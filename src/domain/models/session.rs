#[cfg(test)]
#[path = "session_test.rs"]
mod tests;

use std::collections::BTreeMap;

use chrono::DateTime;
use chrono::SecondsFormat;
use chrono::Utc;
use serde_derive::Deserialize;
use serde_derive::Serialize;

use super::RoleName;
use super::Turn;
use super::TurnRole;

pub const PLACEHOLDER_TITLE: &str = "New Chat Session";
pub const UNKNOWN_MODEL: &str = "Unknown";
const TITLE_MAX_CHARS: usize = 50;

/// Sampling parameters and role that were active when a session was saved.
#[derive(Clone, Debug, PartialEq, Serialize, Deserialize)]
#[serde(default)]
pub struct ModelConfig {
    pub model_name: String,
    pub temperature: f64,
    pub top_p: f64,
    pub top_k: u32,
    pub max_tokens: u32,
    pub role: String,
}

impl Default for ModelConfig {
    fn default() -> ModelConfig {
        return ModelConfig {
            model_name: "".to_string(),
            temperature: 1.0,
            top_p: 1.0,
            top_k: 500,
            max_tokens: 4096,
            role: RoleName::Default.to_string(),
        };
    }
}

impl ModelConfig {
    pub fn role_name(&self) -> RoleName {
        return RoleName::parse(&self.role);
    }

    pub fn model_name_or_unknown(&self) -> String {
        if self.model_name.trim().is_empty() {
            return UNKNOWN_MODEL.to_string();
        }

        return self.model_name.to_string();
    }
}

#[derive(Clone, Debug, Default, PartialEq, Serialize, Deserialize)]
#[serde(default)]
pub struct Session {
    /// Assigned on first save.
    pub session_id: Option<String>,
    pub title: String,
    pub created_at: DateTime<Utc>,
    pub updated_at: DateTime<Utc>,
    pub message_count: usize,
    pub model_config: ModelConfig,
    pub messages: Vec<Turn>,
}

impl Session {
    /// Starts a conversation holding only the role's greeting.
    pub fn new(greeting: &str, model_config: ModelConfig) -> Session {
        let now = Utc::now();
        return Session {
            session_id: None,
            title: "".to_string(),
            created_at: now,
            updated_at: now,
            message_count: 1,
            model_config,
            messages: vec![Turn::greeting(greeting)],
        };
    }

    /// True once anything beyond the greeting has been said.
    pub fn has_conversation(&self) -> bool {
        return self.messages.len() > 1;
    }

    /// Title derived from the first user turn, truncated to 50 characters.
    pub fn derive_title(&self) -> String {
        let first_user = self
            .messages
            .iter()
            .find(|turn| return turn.role == TurnRole::User);

        let Some(turn) = first_user else {
            return PLACEHOLDER_TITLE.to_string();
        };

        if turn.content.chars().count() > TITLE_MAX_CHARS {
            let truncated = turn.content.chars().take(TITLE_MAX_CHARS).collect::<String>();
            return format!("{truncated}...");
        }

        return turn.content.to_string();
    }

    /// Prepares the record for writing: refreshes `updated_at` and
    /// `message_count`, and derives a title if none was chosen.
    pub fn touch(&mut self) {
        self.updated_at = Utc::now();
        self.message_count = self.messages.len();
        if self.title.trim().is_empty() || self.title == PLACEHOLDER_TITLE {
            self.title = self.derive_title();
        }
    }

    pub fn summary(&self) -> SessionSummary {
        return SessionSummary {
            session_id: self.session_id.clone().unwrap_or_default(),
            title: self.title.to_string(),
            created_at: self.created_at,
            updated_at: self.updated_at,
            message_count: self.message_count,
            model_config: self.model_config.clone(),
        };
    }

    pub fn to_markdown(&self) -> String {
        let title = if self.title.is_empty() {
            "Chat Session".to_string()
        } else {
            self.title.to_string()
        };

        let mut res = format!("# {title}\n\n");
        res += &format!(
            "**Created:** {}\n",
            self.created_at.to_rfc3339_opts(SecondsFormat::Secs, true)
        );
        res += &format!(
            "**Model:** {}\n\n",
            self.model_config.model_name_or_unknown()
        );
        res += "---\n\n";

        for turn in self.messages.iter() {
            res += &format!("## {}\n\n{}\n\n", turn.role, turn.content);
        }

        return res;
    }
}

/// A session without its turns, used for listings.
#[derive(Clone, Debug, PartialEq, Serialize, Deserialize)]
pub struct SessionSummary {
    pub session_id: String,
    pub title: String,
    pub created_at: DateTime<Utc>,
    pub updated_at: DateTime<Utc>,
    pub message_count: usize,
    pub model_config: ModelConfig,
}

#[derive(Clone, Debug, Default, PartialEq, Serialize, Deserialize)]
pub struct SessionStats {
    pub total_sessions: usize,
    pub total_messages: usize,
    pub model_usage: BTreeMap<String, usize>,
    pub recent: Vec<SessionSummary>,
}

impl SessionStats {
    pub fn from_summaries(summaries: &[SessionSummary]) -> SessionStats {
        let mut model_usage: BTreeMap<String, usize> = BTreeMap::new();
        for summary in summaries {
            *model_usage
                .entry(summary.model_config.model_name_or_unknown())
                .or_insert(0) += 1;
        }

        return SessionStats {
            total_sessions: summaries.len(),
            total_messages: summaries.iter().map(|e| return e.message_count).sum(),
            model_usage,
            recent: summaries.iter().take(5).cloned().collect(),
        };
    }
}
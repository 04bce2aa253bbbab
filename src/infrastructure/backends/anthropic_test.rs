use anyhow::bail;
use anyhow::Result;
use mockito::Matcher;
use tokio::sync::mpsc;

use super::Anthropic;
use super::CompletionDelta;
use super::CompletionResponse;
use super::Model;
use super::ModelListResponse;
use crate::domain::models::Backend;
use crate::domain::models::BackendMessage;
use crate::domain::models::BackendPrompt;
use crate::domain::models::Event;
use crate::domain::models::Fragment;
use crate::domain::models::SamplingParams;
use crate::domain::models::TurnRole;

impl Anthropic {
    fn with_url(url: String) -> Anthropic {
        return Anthropic {
            url,
            token: "abc".to_string(),
            timeout: "500".to_string(),
        };
    }
}

fn to_fragments(event: Option<Event>) -> Result<Vec<Fragment>> {
    let fragments = match event {
        Some(Event::BackendFragments(fragments)) => fragments,
        _ => bail!("Wrong type from recv"),
    };

    return Ok(fragments);
}

fn delta(kind: &str, value: &str) -> Result<String> {
    let mut delta = CompletionDelta {
        _type: kind.to_string(),
        ..CompletionDelta::default()
    };
    if kind == "thinking_delta" {
        delta.thinking = value.to_string();
    } else {
        delta.text = value.to_string();
    }

    let line = serde_json::to_string(&CompletionResponse {
        _type: "content_block_delta".to_string(),
        delta: Some(delta),
        error: None,
    })?;

    return Ok(format!("event: content_block_delta\ndata: {line}\n"));
}

fn prompt() -> BackendPrompt {
    return BackendPrompt {
        model: "Claude 3.5 Sonnet".to_string(),
        system_prompt: "Be brief.".to_string(),
        history: vec![BackendMessage::new(TurnRole::User, "Hi")],
        query: BackendMessage::new(TurnRole::User, "What is 6 x 7?"),
        sampling: SamplingParams {
            temperature: 0.5,
            top_p: 0.9,
            top_k: 250,
            max_tokens: 1024,
        },
    };
}

#[tokio::test]
async fn it_skips_health_check_for_official_api() {
    let backend = Anthropic::with_url("https://api.anthropic.com".to_string());
    let res = backend.health_check().await;

    assert!(res.is_ok());
}

#[tokio::test]
async fn it_successfully_health_checks_proxies() {
    let mut server = mockito::Server::new_async().await;
    let mock = server
        .mock("GET", "/")
        .with_status(200)
        .create_async()
        .await;

    let backend = Anthropic::with_url(server.url());
    let res = backend.health_check().await;

    assert!(res.is_ok());
    mock.assert_async().await;
}

#[tokio::test]
async fn it_fails_health_checks() {
    let mut server = mockito::Server::new_async().await;
    let mock = server
        .mock("GET", "/")
        .with_status(500)
        .create_async()
        .await;

    let backend = Anthropic::with_url(server.url());
    let res = backend.health_check().await;

    assert!(res.is_err());
    mock.assert_async().await;
}

#[tokio::test]
async fn it_fails_health_checks_without_token() {
    let backend = Anthropic {
        url: "https://api.anthropic.com".to_string(),
        token: "".to_string(),
        timeout: "500".to_string(),
    };
    let res = backend.health_check().await;

    assert!(res.is_err());
}

#[tokio::test]
async fn it_lists_models() -> Result<()> {
    let body = serde_json::to_string(&ModelListResponse {
        data: vec![
            Model {
                id: "claude-b".to_string(),
            },
            Model {
                id: "claude-a".to_string(),
            },
        ],
    })?;

    let mut server = mockito::Server::new_async().await;
    let mock = server
        .mock("GET", "/v1/models")
        .match_header("x-api-key", "abc")
        .with_status(200)
        .with_body(body)
        .create_async()
        .await;

    let backend = Anthropic::with_url(server.url());
    let res = backend.list_models().await?;
    mock.assert_async().await;

    assert_eq!(res, vec!["claude-a".to_string(), "claude-b".to_string()]);
    return Ok(());
}

#[tokio::test]
async fn it_falls_back_to_presets_when_listing_fails() -> Result<()> {
    let mut server = mockito::Server::new_async().await;
    let mock = server
        .mock("GET", "/v1/models")
        .with_status(401)
        .create_async()
        .await;

    let backend = Anthropic::with_url(server.url());
    let res = backend.list_models().await?;
    mock.assert_async().await;

    assert_eq!(res[0], "claude-sonnet-4-20250514");
    return Ok(());
}

#[tokio::test]
async fn it_gets_completions() -> Result<()> {
    let body = [
        "event: message_start\ndata: {\"type\":\"message_start\"}\n".to_string(),
        delta("thinking_delta", "6 times 7")?,
        delta("thinking_delta", " is 42.")?,
        delta("text_delta", "The answer")?,
        delta("text_delta", " is 42.")?,
        "event: message_stop\ndata: {\"type\":\"message_stop\"}\n".to_string(),
        delta("text_delta", "ignored")?,
    ]
    .join("\n");

    let mut server = mockito::Server::new_async().await;
    let mock = server
        .mock("POST", "/v1/messages")
        .match_header("x-api-key", "abc")
        .match_header("content-type", "application/json")
        .match_header("anthropic-version", "2023-06-01")
        .match_body(Matcher::PartialJson(serde_json::json!({
            "model": "claude-3-5-sonnet-20241022",
            "system": "Be brief.",
            "max_tokens": 1024,
            "top_k": 250,
            "stream": true,
            "messages": [
                { "role": "user", "content": "Hi" },
                { "role": "user", "content": "What is 6 x 7?" },
            ],
        })))
        .with_status(200)
        .with_body(body)
        .create_async()
        .await;

    let (tx, mut rx) = mpsc::unbounded_channel::<Event>();

    let backend = Anthropic::with_url(server.url());
    backend.get_completion(prompt(), &tx).await?;

    mock.assert_async().await;

    assert_eq!(
        to_fragments(rx.recv().await)?,
        vec![Fragment::Reasoning("6 times 7".to_string())]
    );
    assert_eq!(
        to_fragments(rx.recv().await)?,
        vec![Fragment::Reasoning(" is 42.".to_string())]
    );
    assert_eq!(
        to_fragments(rx.recv().await)?,
        vec![Fragment::Text("The answer".to_string())]
    );
    assert_eq!(
        to_fragments(rx.recv().await)?,
        vec![Fragment::Text(" is 42.".to_string())]
    );
    assert!(matches!(rx.recv().await, Some(Event::BackendDone())));

    return Ok(());
}

#[tokio::test]
async fn it_fails_on_stream_error_events() -> Result<()> {
    let body = [
        delta("text_delta", "Partial")?,
        "event: error\ndata: {\"type\":\"error\",\"error\":{\"type\":\"overloaded_error\",\"message\":\"Overloaded\"}}\n".to_string(),
    ]
    .join("\n");

    let mut server = mockito::Server::new_async().await;
    let mock = server
        .mock("POST", "/v1/messages")
        .with_status(200)
        .with_body(body)
        .create_async()
        .await;

    let (tx, mut rx) = mpsc::unbounded_channel::<Event>();

    let backend = Anthropic::with_url(server.url());
    let res = backend.get_completion(prompt(), &tx).await;
    mock.assert_async().await;

    let err = res.unwrap_err().to_string();
    assert!(err.contains("Overloaded"));
    assert_eq!(
        to_fragments(rx.recv().await)?,
        vec![Fragment::Text("Partial".to_string())]
    );

    return Ok(());
}

#[tokio::test]
async fn it_fails_on_error_status() {
    let mut server = mockito::Server::new_async().await;
    let mock = server
        .mock("POST", "/v1/messages")
        .with_status(529)
        .create_async()
        .await;

    let (tx, _rx) = mpsc::unbounded_channel::<Event>();

    let backend = Anthropic::with_url(server.url());
    let res = backend.get_completion(prompt(), &tx).await;

    assert!(res.is_err());
    mock.assert_async().await;
}
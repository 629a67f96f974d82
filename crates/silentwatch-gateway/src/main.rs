//! silentwatch gateway
//!
//! - `GET /status`: synthetic metrics, classified against the baseline, with
//!   an explanation for silent failures
//! - `GET /healthz`, `GET /metrics`
//! - Config: optional `silentwatch.yaml`, then `PORT` / `GEMINI_API_KEY`

use tracing_subscriber::{fmt, EnvFilter};

use silentwatch_gateway::{app_state, config, router};

#[tokio::main]
async fn main() {
    fmt()
        .with_env_filter(EnvFilter::try_from_default_env().unwrap_or_else(|_| EnvFilter::new("info")))
        .init();

    let cfg = config::load().expect("config load failed");
    let listen = cfg.server.listen_addr().expect("server address invalid");

    let state = app_state::AppState::new(&cfg).expect("app state init failed");
    let app = router::build_router(state);

    tracing::info!(%listen, "silentwatch-gateway starting");
    let listener = tokio::net::TcpListener::bind(listen).await.expect("failed to bind");

    axum::serve(listener, app).await.expect("server failed");
}
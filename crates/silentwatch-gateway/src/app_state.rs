//! Shared application state for the status reporter.
//!
//! Everything the handler needs is injected here at startup: the metric
//! source, the text generator (and with it the API key), and metrics.

use std::sync::Arc;

use silentwatch_core::error::Result;

use crate::config::ReporterConfig;
use crate::generation::{self, TextGenerator};
use crate::obs::ReporterMetrics;
use crate::source::{MetricSource, RandomMetrics};

#[derive(Clone)]
pub struct AppState {
    inner: Arc<AppStateInner>,
}

struct AppStateInner {
    source: Arc<dyn MetricSource>,
    generator: Arc<dyn TextGenerator>,
    metrics: ReporterMetrics,
}

impl AppState {
    /// Build state from config: random metrics plus the configured generator.
    pub fn new(cfg: &ReporterConfig) -> Result<Self> {
        let generator = generation::from_config(&cfg.generation)?;
        tracing::info!(provider = generator.name(), "text generator selected");
        Ok(Self::with_parts(Arc::new(RandomMetrics), generator))
    }

    /// Build state from explicit parts. Tests use this to pin observations
    /// and stub the generator.
    pub fn with_parts(source: Arc<dyn MetricSource>, generator: Arc<dyn TextGenerator>) -> Self {
        Self {
            inner: Arc::new(AppStateInner { source, generator, metrics: ReporterMetrics::default() }),
        }
    }

    pub fn source(&self) -> &dyn MetricSource {
        self.inner.source.as_ref()
    }

    pub fn generator(&self) -> &dyn TextGenerator {
        self.inner.generator.as_ref()
    }

    pub fn metrics(&self) -> &ReporterMetrics {
        &self.inner.metrics
    }
}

####

Retype the first line of the entries and every line after it, please, through the line that contains "pub const PLACEHOLDER_TITLE: &str". Add nothing.

filename src/domain/models/session.rs
#[cfg(test)]
#[path = "session_test.rs"]
mod tests;

use std::collections::BTreeMap;

use chrono::DateTime;
use chrono::SecondsFormat;
use chrono::Utc;
use serde_derive::Deserialize;
use serde_derive::Serialize;

use super::RoleName;
use super::Turn;
use super::TurnRole;

pub const PLACEHOLDER_TITLE: &str = "New Chat Session";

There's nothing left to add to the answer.